Stored data entries
________________
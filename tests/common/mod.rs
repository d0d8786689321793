#![allow(dead_code)]

use bytes::Bytes;
use http_body_util::{BodyExt, Full};
use hyper::body::Incoming;
use hyper::service::service_fn;
use hyper::{Request, Response};
use hyper_util::rt::TokioIo;
use std::convert::Infallible;
use std::net::SocketAddr;
use std::sync::atomic::{AtomicU16, AtomicU64, AtomicUsize, Ordering};
use std::sync::Arc;
use std::time::Duration;
use tokio::io::AsyncWriteExt;
use tokio::net::TcpListener;
use upstream_gateway::config::{
    HealthCheckMode, LoadBalancerConfig, ReverseProxyConfig, Strategy, UpstreamConfig,
};

/// Upstream that echoes what it received as JSON:
/// `{ "name", "method", "path", "query", "headers": {..}, "body" }`.
/// Status and response delay can be changed while it runs.
pub struct EchoUpstream {
    pub addr: SocketAddr,
    status: Arc<AtomicU16>,
    delay_ms: Arc<AtomicU64>,
    hits: Arc<AtomicUsize>,
}

impl EchoUpstream {
    pub async fn start(name: &'static str) -> Self {
        let listener = TcpListener::bind("127.0.0.1:0").await.unwrap();
        let addr = listener.local_addr().unwrap();
        let status = Arc::new(AtomicU16::new(200));
        let delay_ms = Arc::new(AtomicU64::new(0));
        let hits = Arc::new(AtomicUsize::new(0));

        let (s, d, h) = (status.clone(), delay_ms.clone(), hits.clone());
        tokio::spawn(async move {
            while let Ok((stream, _)) = listener.accept().await {
                let (s, d, h) = (s.clone(), d.clone(), h.clone());
                tokio::spawn(async move {
                    let svc = service_fn(move |req: Request<Incoming>| {
                        let (s, d, h) = (s.clone(), d.clone(), h.clone());
                        async move {
                            h.fetch_add(1, Ordering::SeqCst);
                            let delay = d.load(Ordering::SeqCst);
                            if delay > 0 {
                                tokio::time::sleep(Duration::from_millis(delay)).await;
                            }
                            Ok::<_, Infallible>(echo(name, req, s.load(Ordering::SeqCst)).await)
                        }
                    });
                    let _ = hyper::server::conn::http1::Builder::new()
                        .serve_connection(TokioIo::new(stream), svc)
                        .await;
                });
            }
        });

        Self {
            addr,
            status,
            delay_ms,
            hits,
        }
    }

    pub fn url(&self) -> String {
        format!("http://{}", self.addr)
    }

    pub fn set_status(&self, status: u16) {
        self.status.store(status, Ordering::SeqCst);
    }

    pub fn set_delay(&self, delay: Duration) {
        self.delay_ms.store(delay.as_millis() as u64, Ordering::SeqCst);
    }

    pub fn hits(&self) -> usize {
        self.hits.load(Ordering::SeqCst)
    }
}

async fn echo(name: &str, req: Request<Incoming>, status: u16) -> Response<Full<Bytes>> {
    let (parts, body) = req.into_parts();
    let body = body.collect().await.map(|c| c.to_bytes()).unwrap_or_default();
    let headers: serde_json::Map<String, serde_json::Value> = parts
        .headers
        .iter()
        .map(|(k, v)| {
            (
                k.as_str().to_string(),
                serde_json::Value::String(v.to_str().unwrap_or("").to_string()),
            )
        })
        .collect();
    let json = serde_json::json!({
        "name": name,
        "method": parts.method.as_str(),
        "path": parts.uri.path(),
        "query": parts.uri.query(),
        "headers": headers,
        "body": String::from_utf8_lossy(&body),
    });
    Response::builder()
        .status(status)
        .header("content-type", "application/json")
        .header("vary", "accept")
        .header("vary", "origin")
        .header("connection", "keep-alive")
        .body(Full::new(Bytes::from(json.to_string())))
        .unwrap()
}

/// Accepts connections and answers with bytes that are not HTTP.
pub async fn garbage_upstream() -> SocketAddr {
    let listener = TcpListener::bind("127.0.0.1:0").await.unwrap();
    let addr = listener.local_addr().unwrap();
    tokio::spawn(async move {
        while let Ok((mut stream, _)) = listener.accept().await {
            tokio::spawn(async move {
                let _ = stream.write_all(b"THIS IS NOT HTTP\r\n\r\n").await;
                let _ = stream.shutdown().await;
            });
        }
    });
    addr
}

/// A URL nothing listens on.
pub fn unreachable_url() -> String {
    let listener = std::net::TcpListener::bind("127.0.0.1:0").unwrap();
    format!("http://{}", listener.local_addr().unwrap())
}

pub fn upstreams(urls: &[String]) -> Vec<UpstreamConfig> {
    urls.iter()
        .map(|u| UpstreamConfig {
            url: u.clone(),
            weight: 1.0,
        })
        .collect()
}

pub fn rule(id: &str, path: &str, urls: &[String]) -> ReverseProxyConfig {
    ReverseProxyConfig {
        id: id.to_string(),
        path: path.to_string(),
        strip_prefix: true,
        timeout_ms: 2_000,
        lb_config: LoadBalancerConfig {
            strategy: Strategy::RoundRobin,
            health_check_mode: HealthCheckMode::PassiveCheck,
            upstreams: upstreams(urls),
            ..Default::default()
        },
        ..Default::default()
    }
}

pub async fn json_body(resp: Response<upstream_gateway::proxy::BoxBody>) -> serde_json::Value {
    let bytes = resp.into_body().collect().await.unwrap().to_bytes();
    serde_json::from_slice(&bytes).unwrap()
}
use bytes::Bytes;
use http_body_util::Full;
use hyper::body::Incoming;
use hyper::service::service_fn;
use hyper::{Request, Response};
use hyper_util::rt::TokioIo;
use std::convert::Infallible;
use std::net::SocketAddr;
use std::sync::atomic::{AtomicU16, AtomicUsize, Ordering};
use std::sync::Arc;
use tokio::net::TcpListener;

/// Local HTTP server answering every request with a settable status.
pub(crate) struct MockUpstream {
    addr: SocketAddr,
    status: Arc<AtomicU16>,
    hits: Arc<AtomicUsize>,
}

impl MockUpstream {
    pub(crate) async fn start(status: u16) -> Self {
        let listener = TcpListener::bind("127.0.0.1:0").await.unwrap();
        let addr = listener.local_addr().unwrap();
        let status = Arc::new(AtomicU16::new(status));
        let hits = Arc::new(AtomicUsize::new(0));

        let (s, h) = (status.clone(), hits.clone());
        tokio::spawn(async move {
            while let Ok((stream, _)) = listener.accept().await {
                let (s, h) = (s.clone(), h.clone());
                tokio::spawn(async move {
                    let svc = service_fn(move |_req: Request<Incoming>| {
                        h.fetch_add(1, Ordering::SeqCst);
                        let code = s.load(Ordering::SeqCst);
                        async move {
                            Ok::<_, Infallible>(
                                Response::builder()
                                    .status(code)
                                    .body(Full::new(Bytes::from_static(b"ok")))
                                    .unwrap(),
                            )
                        }
                    });
                    let _ = hyper::server::conn::http1::Builder::new()
                        .serve_connection(TokioIo::new(stream), svc)
                        .await;
                });
            }
        });

        Self { addr, status, hits }
    }

    pub(crate) fn url(&self) -> String {
        format!("http://{}", self.addr)
    }

    pub(crate) fn set_status(&self, status: u16) {
        self.status.store(status, Ordering::SeqCst);
    }

    pub(crate) fn hits(&self) -> usize {
        self.hits.load(Ordering::SeqCst)
    }
}

/// An address nothing listens on.
pub(crate) fn unreachable_addr() -> SocketAddr {
    let listener = std::net::TcpListener::bind("127.0.0.1:0").unwrap();
    listener.local_addr().unwrap()
}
________________
The records above need to be written out once more, exactly.

**Written response**:
filename tests/common/mod.rs
repository d0d8786689321793
#![allow(dead_code)]

use bytes::Bytes;
use http_body_util::{BodyExt, Full};
use hyper::body::Incoming;
use hyper::service::service_fn;
use hyper::{Request, Response};
use hyper_util::rt::TokioIo;
use std::convert::Infallible;
use std::net::SocketAddr;
use std::sync::atomic::{AtomicU16, AtomicU64, AtomicUsize, Ordering};
use std::sync::Arc;
use std::time::Duration;
use tokio::io::AsyncWriteExt;
use tokio::net::TcpListener;
use upstream_gateway::config::{
    HealthCheckMode, LoadBalancerConfig, ReverseProxyConfig, Strategy, UpstreamConfig,
};

/// Upstream that echoes what it received as JSON:
/// `{ "name", "method", "path", "query", "headers": {..}, "body" }`.
/// Status and response delay can be changed while it runs.
pub struct EchoUpstream {
    pub addr: SocketAddr,
    status: Arc<AtomicU16>,
    delay_ms: Arc<AtomicU64>,
    hits: Arc<AtomicUsize>,
}

impl EchoUpstream {
    pub async fn start(name: &'static str) -> Self {
        let listener = TcpListener::bind("127.0.0.1:0").await.unwrap();
        let addr = listener.local_addr().unwrap();
        let status = Arc::new(AtomicU16::new(200));
        let delay_ms = Arc::new(AtomicU64::new(0));
        let hits = Arc::new(AtomicUsize::new(0));

        let (s, d, h) = (status.clone(), delay_ms.clone(), hits.clone());
        tokio::spawn(async move {
            while let Ok((stream, _)) = listener.accept().await {
                let (s, d, h) = (s.clone(), d.clone(), h.clone());
                tokio::spawn(async move {
                    let svc = service_fn(move |req: Request<Incoming>| {
                        let (s, d, h) = (s.clone(), d.clone(), h.clone());
                        async move {
                            h.fetch_add(1, Ordering::SeqCst);
                            let delay = d.load(Ordering::SeqCst);
                            if delay > 0 {
                                tokio::time::sleep(Duration::from_millis(delay)).await;
                            }
                            Ok::<_, Infallible>(echo(name, req, s.load(Ordering::SeqCst)).await)
                        }
                    });
                    let _ = hyper::server::conn::http1::Builder::new()
                        .serve_connection(TokioIo::new(stream), svc)
                        .await;
                });
            }
        });

        Self {
            addr,
            status,
            delay_ms,
            hits,
        }
    }

    pub fn url(&self) -> String {
        format!("http://{}", self.addr)
    }

    pub fn set_status(&self, status: u16) {
        self.status.store(status, Ordering::SeqCst);
    }

    pub fn set_delay(&self, delay: Duration) {
        self.delay_ms.store(delay.as_millis() as u64, Ordering::SeqCst);
    }

    pub fn hits(&self) -> usize {
        self.hits.load(Ordering::SeqCst)
    }
}

async fn echo(name: &str, req: Request<Incoming>, status: u16) -> Response<Full<Bytes>> {
    let (parts, body) = req.into_parts();
    let body = body.collect().await.map(|c| c.to_bytes()).unwrap_or_default();
    let headers: serde_json::Map<String, serde_json::Value> = parts
        .headers
        .iter()
        .map(|(k, v)| {
            (
                k.as_str().to_string(),
                serde_json::Value::String(v.to_str().unwrap_or("").to_string()),
            )
        })
        .collect();
    let json = serde_json::json!({
        "name": name,
        "method": parts.method.as_str(),
        "path": parts.uri.path(),
        "query": parts.uri.query(),
        "headers": headers,
        "body": String::from_utf8_lossy(&body),
    });
    Response::builder()
        .status(status)
        .header("content-type", "application/json")
        .header("vary", "accept")
        .header("vary", "origin")
        .header("connection", "keep-alive")
        .body(Full::new(Bytes::from(json.to_string())))
        .unwrap()
}

/// Accepts connections and answers with bytes that are not HTTP.
pub async fn garbage_upstream() -> SocketAddr {
    let listener = TcpListener::bind("127.0.0.1:0").await.unwrap();
    let addr = listener.local_addr().unwrap();
    tokio::spawn(async move {
        while let Ok((mut stream, _)) = listener.accept().await {
            tokio::spawn(async move {
                let _ = stream.write_all(b"THIS IS NOT HTTP\r\n\r\n").await;
                let _ = stream.shutdown().await;
            });
        }
    });
    addr
}

/// A URL nothing listens on.
pub fn unreachable_url() -> String {
    let listener = std::net::TcpListener::bind("127.0.0.1:0").unwrap();
    format!("http://{}", listener.local_addr().unwrap())
}

pub fn upstreams(urls: &[String]) -> Vec<UpstreamConfig> {
    urls.iter()
        .map(|u| UpstreamConfig {
            url: u.clone(),
            weight: 1.0,
        })
        .collect()
}

pub fn rule(id: &str, path: &str, urls: &[String]) -> ReverseProxyConfig {
    ReverseProxyConfig {
        id: id.to_string(),
        path: path.to_string(),
        strip_prefix: true,
        timeout_ms: 2_000,
        lb_config: LoadBalancerConfig {
            strategy: Strategy::RoundRobin,
            health_check_mode: HealthCheckMode::PassiveCheck,
            upstreams: upstreams(urls),
            ..Default::default()
        },
        ..Default::default()
    }
}

pub async fn json_body(resp: Response<upstream_gateway::proxy::BoxBody>) -> serde_json::Value {
    let bytes = resp.into_body().collect().await.unwrap().to_bytes();
    serde_json::from_slice(&bytes).unwrap()
}
use bytes::Bytes;
use http_body_util::Full;
use hyper::body::Incoming;
use hyper::service::service_fn;
use hyper::{Request, Response};
use hyper_util::rt::TokioIo;
use std::convert::Infallible;
use std::net::SocketAddr;
use std::sync::atomic::{AtomicU16, AtomicUsize, Ordering};
use std::sync::Arc;
use tokio::net::TcpListener;

/// Local HTTP server answering every request with a settable status.
pub(crate) struct MockUpstream {
    addr: SocketAddr,
    status: Arc<AtomicU16>,
    hits: Arc<AtomicUsize>,
}

impl MockUpstream {
    pub(crate) async fn start(status: u16) -> Self {
        let listener = TcpListener::bind("127.0.0.1:0").await.unwrap();
        let addr = listener.local_addr().unwrap();
        let status = Arc::new(AtomicU16::new(status));
        let hits = Arc::new(AtomicUsize::new(0));

        let (s, h) = (status.clone(), hits.clone());
        tokio::spawn(async move {
            while let Ok((stream, _)) = listener.accept().await {
                let (s, h) = (s.clone(), h.clone());
                tokio::spawn(async move {
                    let svc = service_fn(move |_req: Request<Incoming>| {
                        h.fetch_add(1, Ordering::SeqCst);
                        let code = s.load(Ordering::SeqCst);
                        async move {
                            Ok::<_, Infallible>(
                                Response::builder()
                                    .status(code)
                                    .body(Full::new(Bytes::from_static(b"ok")))
                                    .unwrap(),
                            )
                        }
                    });
                    let _ = hyper::server::conn::http1::Builder::new()
                        .serve_connection(TokioIo::new(stream), svc)
                        .await;
                });
            }
        });

        Self { addr, status, hits }
    }

    pub(crate) fn url(&self) -> String {
        format!("http://{}", self.addr)
    }

    pub(crate) fn set_status(&self, status: u16) {
        self.status.store(status, Ordering::SeqCst);
    }

    pub(crate) fn hits(&self) -> usize {
        self.hits.load(Ordering::SeqCst)
    }
}

/// An address nothing listens on.
pub(crate) fn unreachable_addr() -> SocketAddr {
    let listener = std::net::TcpListener::bind("127.0.0.1:0").unwrap();
    listener.local_addr().unwrap()
}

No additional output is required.